As for the "Pedigree Team." Eduard (eddyb) has now started high school and so has a lot less time to contribute to Pedigree. He's still got a fair few ideas flying through his mind though and that's always a good thing. Can't deny it - since he first showed up in our IRC channel his behaviour (not to mention his English) has improved significantly. Just have to hope that doesn't go to his head ;-).

I still consider Pedigree a unique project: proof of what can happen when a group of mostly like-minded individuals come together and use their combined skillset to make something really significant. It's a shame people like James and Joerg have left us, but this is just the way things work. I don't know about Joerg, but James has certainly used Pedigree as a springboard into some pretty amazing work with his Horizon project.

Enough talk about logistics and teamwork though! Let's talk about code.

The first and foremost thing I really want to talk about is the "Pedigree-Apps" repository. This was set up a while back as a place for all of our ported packages to sit, and as a staging point for a master package repository for whichever package manager we ended up using.

History lesson time! We initially started using "pacman", Arch Linux's package manager. It's a nice piece of software, and does the job very well.
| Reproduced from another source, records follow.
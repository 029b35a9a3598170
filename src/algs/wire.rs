//! Fixed little-endian wire records for collective traffic.
//!
//! Plane payloads travel as raw `f64` slices cast with bytemuck (the
//! process group is homogeneous); the small scalar records exchanged by
//! the collectives are pinned to little-endian explicitly.

use bytemuck::{Pod, Zeroable};
use static_assertions::const_assert_eq;

pub fn cast_slice<T: Pod>(v: &[T]) -> &[u8] {
    bytemuck::cast_slice(v)
}

pub fn cast_slice_mut<T: Pod>(v: &mut [T]) -> &mut [u8] {
    bytemuck::cast_slice_mut(v)
}

/// One `f64` on the wire, bit pattern stored little-endian.
#[repr(transparent)]
#[derive(Copy, Clone, Pod, Zeroable)]
pub struct WireScalar {
    bits_le: u64,
}

impl WireScalar {
    pub fn of(value: f64) -> Self {
        Self {
            bits_le: value.to_bits().to_le(),
        }
    }
    pub fn get(&self) -> f64 {
        f64::from_bits(u64::from_le(self.bits_le))
    }
}

const_assert_eq!(std::mem::size_of::<WireScalar>(), 8);
const_assert_eq!(std::mem::align_of::<WireScalar>(), 8);
//! Multi-rank runs over ThreadComm must reproduce the dense reference,
//! proving the halo exchange and reduction correct.

mod common;

use common::DenseGrid;
use serial_test::serial;
use slab_relax::prelude::*;

const TOL: f64 = 1e-9;

/// Run the solver on `nproc` simulated ranks; returns the gathered full
/// grid and every rank's run report.
fn solve_distributed(extent: usize, nproc: usize) -> (Vec<f64>, Vec<RunReport>) {
    ThreadComm::reset_mailbox();
    let handles: Vec<_> = (0..nproc)
        .map(|rank| {
            std::thread::spawn(move || {
                let comm = ThreadComm::new(rank, nproc);
                let config = RelaxConfig {
                    extent,
                    relaxation: 0.5,
                    tolerance: 1e-7,
                    max_iterations: 100,
                };
                let solver = Solver::new(&comm, config).unwrap();
                let partition = solver.partition().unwrap();
                let mut field = SlabField::zeroed(&partition);
                init_field(&mut field);
                let report = solver.run(&mut field).unwrap();
                let gathered = solver.gather(&field).unwrap();
                (report, gathered)
            })
        })
        .collect();

    let mut reports = Vec::with_capacity(nproc);
    let mut full = None;
    for handle in handles {
        let (report, gathered) = handle.join().unwrap();
        reports.push(report);
        if let Some(cells) = gathered {
            assert!(full.is_none(), "only rank 0 may hold the gathered grid");
            full = Some(cells);
        }
    }
    (full.expect("rank 0 must gather the grid"), reports)
}

fn assert_matches_reference(extent: usize, nproc: usize) {
    let (full, reports) = solve_distributed(extent, nproc);

    let mut reference = DenseGrid::initialized(extent);
    let (ref_iterations, _) = reference.run(0.5, 1e-7, 100);

    // Lockstep: every rank reaches the identical termination decision.
    for report in &reports {
        assert_eq!(report.iterations, ref_iterations);
        assert_eq!(report.termination, reports[0].termination);
    }

    for (at, (a, b)) in full.iter().zip(reference.cells().iter()).enumerate() {
        assert!(
            (a - b).abs() <= TOL,
            "P={nproc}: cell {at} diverged: {a} vs {b}"
        );
    }
}

#[test]
#[serial]
fn one_rank_matches_reference() {
    assert_matches_reference(12, 1);
}

#[test]
#[serial]
fn two_ranks_match_reference() {
    assert_matches_reference(12, 2);
}

#[test]
#[serial]
fn five_ranks_match_reference() {
    assert_matches_reference(12, 5);
}

#[test]
#[serial]
fn four_ranks_match_reference_on_the_reference_extent() {
    assert_matches_reference(10, 4);
}

#[test]
fn uneven_rank_count_is_rejected_up_front() {
    // 10 interior rows cannot tile over 3 ranks; every rank must see
    // the same configuration error before any message is posted.
    let comm = ThreadComm::new(0, 3);
    let config = RelaxConfig {
        extent: 12,
        ..Default::default()
    };
    assert!(matches!(
        Solver::new(&comm, config),
        Err(RelaxError::PartitionMismatch {
            interior: 10,
            nproc: 3
        })
    ));
}
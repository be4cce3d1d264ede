//! Route handlers.
//!
//! The POST handler only reads the body, answers `EVENT_RECEIVED` and hands
//! the payload to the forwarder. The upstream round trip never delays the
//! dispatcher.

use std::convert::Infallible;
use std::pin::Pin;
use std::sync::Arc;
use std::task::{Context, Poll};

use axum::{
    body::{Body, Bytes},
    extract::{Query, State},
    http::{header::CONTENT_TYPE, StatusCode},
    response::{IntoResponse, Response},
    Json,
};
use futures::Stream;
use serde::Serialize;
use tokio::sync::oneshot;
use tracing::{info, warn};

use crate::forward::Forwarder;
use crate::web::verify::VerificationChallenge;
use crate::Config;

/// Body sent to the dispatcher for every accepted event.
pub const EVENT_RECEIVED: &str = "EVENT_RECEIVED";

/// Name reported by the health endpoint.
pub const SERVICE_NAME: &str = "webhook-relay";

/// Shared application state.
#[derive(Clone)]
pub struct AppState {
    pub config: Arc<Config>,
    pub forwarder: Forwarder,
}

impl AppState {
    pub fn new(config: Config, forwarder: Forwarder) -> Self {
        Self {
            config: Arc::new(config),
            forwarder,
        }
    }
}

// =============================================================================
// Health Check
// =============================================================================

/// Health check response.
#[derive(Serialize)]
pub struct HealthResponse {
    pub status: &'static str,
    pub service: &'static str,
}

/// Health check endpoint. The relay has no dependencies to probe.
pub async fn health() -> Json<HealthResponse> {
    Json(HealthResponse {
        status: "ok",
        service: SERVICE_NAME,
    })
}

// =============================================================================
// Verification Handshake
// =============================================================================

/// Webhook verification endpoint.
///
/// A query string that fails to deserialize is handled like one with
/// missing parameters.
pub async fn verify_webhook(
    State(state): State<AppState>,
    query: Option<Query<VerificationChallenge>>,
) -> Response {
    let challenge = query.map(|Query(c)| c).unwrap_or_default();
    let mode = challenge.mode.clone();

    match challenge.verify(&state.config.verify_token) {
        Some(echo) => {
            info!(challenge_length = echo.len(), "webhook_verified");
            (StatusCode::OK, echo).into_response()
        }
        None => {
            warn!(mode = ?mode, "webhook_verification_failed");
            (StatusCode::FORBIDDEN, "Forbidden").into_response()
        }
    }
}

// =============================================================================
// Event Delivery
// =============================================================================

/// Event delivery endpoint.
///
/// Responds once the body has been read; the forward starts after the
/// acknowledgment body has been handed off and dropped by the server.
pub async fn receive_event(State(state): State<AppState>, body: Bytes) -> Response {
    info!(
        body_length = body.len(),
        in_flight = state.forwarder.in_flight(),
        "event_received"
    );

    let (ack, acked) = oneshot::channel();
    state.forwarder.spawn_after(body, acked);

    (
        StatusCode::OK,
        [(CONTENT_TYPE, "text/plain; charset=utf-8")],
        Body::from_stream(AckBody::new(ack)),
    )
        .into_response()
}

/// Single-chunk `EVENT_RECEIVED` body holding the acknowledgment signal.
///
/// Dropping it, after the chunk has been written or when the connection
/// goes away, releases the pending forward.
struct AckBody {
    chunk: Option<Bytes>,
    _ack: oneshot::Sender<()>,
}

impl AckBody {
    fn new(ack: oneshot::Sender<()>) -> Self {
        Self {
            chunk: Some(Bytes::from_static(EVENT_RECEIVED.as_bytes())),
            _ack: ack,
        }
    }
}

impl Stream for AckBody {
    type Item = Result<Bytes, Infallible>;

    fn poll_next(mut self: Pin<&mut Self>, _cx: &mut Context<'_>) -> Poll<Option<Self::Item>> {
        Poll::Ready(self.chunk.take().map(Ok))
    }
}

// =============================================================================
// Fallback
// =============================================================================

/// Everything else, including other methods on known paths.
pub async fn not_found() -> (StatusCode, &'static str) {
    (StatusCode::NOT_FOUND, "Not found")
}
The dependencies it asks for are not quite as nice (especially libdownload, which is essentially impossible to find) however. It also doesn't lend itself well necessarily to cross-compiling packages.

So recently I put together a new piece of software called "pup" - "Package Updater for Pedigree." It takes a path to a directory containing a Pedigree-style tree of directories that it tarballs and compresses and adds to a package repository somewhere. The databases used on both the server (for synchronising local "available package" lists) and on the client side ("installed packages") are nice and simple sqlite databases that Python has modules to read out of the box. Oh yes, that's right - pup is completely written in Python. Why write pup in Python? The answer is simple: Python is already a Pedigree build dependency. You have to have Python to build Pedigree.
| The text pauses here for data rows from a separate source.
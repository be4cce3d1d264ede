//! Webhook relay server.
//!
//! This binary:
//! - Answers the dispatcher's verification handshake on GET
//! - Acknowledges event deliveries with `EVENT_RECEIVED`
//! - Forwards each payload upstream without holding up the acknowledgment
//!
//! On shutdown it stops accepting connections and waits for in-flight
//! forwards before exiting.

use std::net::SocketAddr;

use anyhow::{Context, Result};
use tokio::{net::TcpListener, signal};
use tracing::info;
use tracing_subscriber::{fmt, layer::SubscriberExt, util::SubscriberInitExt, EnvFilter};

use webhook_relay::{router, AppState, Config, Forwarder};

#[tokio::main]
async fn main() -> Result<()> {
    // Initialize structured JSON logging
    let filter =
        EnvFilter::try_from_default_env().unwrap_or_else(|_| EnvFilter::new("info"));

    tracing_subscriber::registry()
        .with(filter)
        .with(fmt::layer().json().flatten_event(true))
        .init();

    info!("relay_starting");

    let config = Config::from_env().context("Invalid configuration")?;
    info!(
        port = config.port,
        webhook_path = %config.webhook_path,
        upstream_url = %config.upstream_url,
        app_id_header = config.app_id_header.as_str(),
        max_body_bytes = config.max_body_bytes,
        "config_loaded"
    );

    let forwarder = Forwarder::new(&config).context("Failed to create forwarder")?;
    let state = AppState::new(config.clone(), forwarder.clone());
    let app = router(state);

    let addr = SocketAddr::from(([0, 0, 0, 0], config.port));
    let listener = TcpListener::bind(addr)
        .await
        .context("Failed to bind to address")?;

    info!(address = %addr, "relay_listening");

    axum::serve(listener, app)
        .with_graceful_shutdown(shutdown_signal())
        .await
        .context("Server error")?;

    forwarder.drain().await;

    info!("relay_shutdown_complete");

    Ok(())
}

/// Create a future that completes when a shutdown signal is received.
async fn shutdown_signal() {
    let ctrl_c = async {
        signal::ctrl_c()
            .await
            .expect("Failed to install Ctrl+C handler");
    };

    #[cfg(unix)]
    let terminate = async {
        signal::unix::signal(signal::unix::SignalKind::terminate())
            .expect("Failed to install SIGTERM handler")
            .recv()
            .await;
    };

    #[cfg(not(unix))]
    let terminate = std::future::pending::<()>();

    tokio::select! {
        _ = ctrl_c => info!("Received SIGINT"),
        _ = terminate => info!("Received SIGTERM"),
    }

    info!("relay_shutting_down");
}
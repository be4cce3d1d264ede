//! Web server module for the relay listener.
//!
//! This module provides a thin, fast web server that:
//! - Answers the platform's verification handshake
//! - Acknowledges event deliveries immediately
//! - Forwards each event upstream in the background
//! - Reports liveness on `/health`
//!
//! Anything else gets `404 Not found`.

pub mod handlers;
pub mod verify;

use axum::{extract::DefaultBodyLimit, routing::get, Router};
use tower_http::trace::TraceLayer;

pub use handlers::{
    health, not_found, receive_event, verify_webhook, AppState, HealthResponse, EVENT_RECEIVED,
    SERVICE_NAME,
};
pub use verify::{VerificationChallenge, SUBSCRIBE_MODE};

/// Build the listener's router.
pub fn router(state: AppState) -> Router {
    let webhook_path = state.config.webhook_path.clone();
    let max_body_bytes = state.config.max_body_bytes;

    Router::new()
        .route("/health", get(health).head(not_found).fallback(not_found))
        .route(
            &webhook_path,
            get(verify_webhook)
                .head(not_found)
                .post(receive_event)
                .fallback(not_found),
        )
        .fallback(not_found)
        .layer(DefaultBodyLimit::max(max_body_bytes))
        .layer(TraceLayer::new_for_http())
        .with_state(state)
}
In the future the main Pedigree repository will ship with a copy of pup ready to run, and instead of distributing hundreds of megabytes worth of binary files for a hard disk image, anyone who builds Pedigree will be allowed to choose which packages to add to their hard disk image. This will hopefully improve the size of source snapshots and shallow clones, and also make it easier to customise a hard disk image to a specific testcase.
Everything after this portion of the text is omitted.